//! motion-core: control-loop primitives for a competitive robot
//!
//! A minimal library of real-time motor-control building blocks. Vendor
//! motor bindings and wire protocols live outside this crate; what lives
//! here is the part that has to be numerically exact.
//!
//! # Modules
//!
//! - [`control`] - The [`ControlLoop`] capability trait, the [`Pid`]
//!   controller, and a fixed-rate loop runner
//! - [`filter`] - Sensor-conditioning filters ([`RollingMedian`])
//!
//! # Architecture
//!
//! ```text
//! sensor ──► RollingMedian ──► Pid::calculate ──► actuator
//!            (optional)            │
//!                                  └── Pid::is_done (settling)
//! ```
//!
//! A periodic task reads a sensor, optionally conditions the value through a
//! filter, feeds it to a control loop's `calculate`, and applies the returned
//! command to hardware. The two components never call each other; the caller
//! composes them. [`LoopRunner`] provides that periodic task when the robot
//! scheduler does not.
//!
//! Each controller or filter instance is exclusively owned by its single
//! driving task. Nothing here blocks, suspends, or performs I/O.

#![warn(unused_must_use)]

pub mod control;
pub mod filter;

// Re-exports for convenience
pub use control::{ControlLoop, LoopConfig, LoopHandle, LoopRunner, LoopStats};
pub use control::{Pid, PidConfig, PidState};
pub use filter::RollingMedian;

/// Crate version
pub const VERSION: &str = env!("CARGO_PKG_VERSION");

/// Error types for motion-core
///
/// Control-cycle operations (`calculate`, `is_done`) are total and never
/// return errors; these variants surface only from configuration validation
/// and from the loop runner.
#[derive(Debug, thiserror::Error)]
#[must_use = "errors must be handled or explicitly ignored with let _ = ..."]
#[non_exhaustive]
pub enum Error {
    /// Invalid configuration parameter.
    /// Handle by: validating config before use, checking parameter ranges.
    #[error("Configuration error: {0}")]
    Config(String),

    /// Control loop execution error.
    /// Handle by: checking loop rate and callback behavior, joining again.
    #[error("Control loop error: {0}")]
    ControlLoop(String),
}

/// Result type alias for motion-core operations
pub type Result<T> = std::result::Result<T, Error>;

────────────────────────────────────────

What this task involves » Restate the records from above exactly as they read.

Final answer »
//! motion-core: control-loop primitives for a competitive robot
//!
//! A minimal library of real-time motor-control building blocks. Vendor
//! motor bindings and wire protocols live outside this crate; what lives
//! here is the part that has to be numerically exact.
//!
//! # Modules
//!
//! - [`control`] - The [`ControlLoop`] capability trait, the [`Pid`]
//!   controller, and a fixed-rate loop runner
//! - [`filter`] - Sensor-conditioning filters ([`RollingMedian`])
//!
//! # Architecture
//!
//! ```text
//! sensor ──► RollingMedian ──► Pid::calculate ──► actuator
//!            (optional)            │
//!                                  └── Pid::is_done (settling)
//! ```
//!
//! A periodic task reads a sensor, optionally conditions the value through a
//! filter, feeds it to a control loop's `calculate`, and applies the returned
//! command to hardware. The two components never call each other; the caller
//! composes them. [`LoopRunner`] provides that periodic task when the robot
//! scheduler does not.
//!
//! Each controller or filter instance is exclusively owned by its single
//! driving task. Nothing here blocks, suspends, or performs I/O.

#![warn(unused_must_use)]

pub mod control;
pub mod filter;

// Re-exports for convenience
pub use control::{ControlLoop, LoopConfig, LoopHandle, LoopRunner, LoopStats};
pub use control::{Pid, PidConfig, PidState};
pub use filter::RollingMedian;

/// Crate version
pub const VERSION: &str = env!("CARGO_PKG_VERSION");

/// Error types for motion-core
///
/// Control-cycle operations (`calculate`, `is_done`) are total and never
/// return errors; these variants surface only from configuration validation
/// and from the loop runner.
#[derive(Debug, thiserror::Error)]
#[must_use = "errors must be handled or explicitly ignored with let _ = ..."]
#[non_exhaustive]
pub enum Error {
    /// Invalid configuration parameter.
    /// Handle by: validating config before use, checking parameter ranges.
    #[error("Configuration error: {0}")]
    Config(String),

    /// Control loop execution error.
    /// Handle by: checking loop rate and callback behavior, joining again.
    #[error("Control loop error: {0}")]
    ControlLoop(String),
}

/// Result type alias for motion-core operations
pub type Result<T> = std::result::Result<T, Error>;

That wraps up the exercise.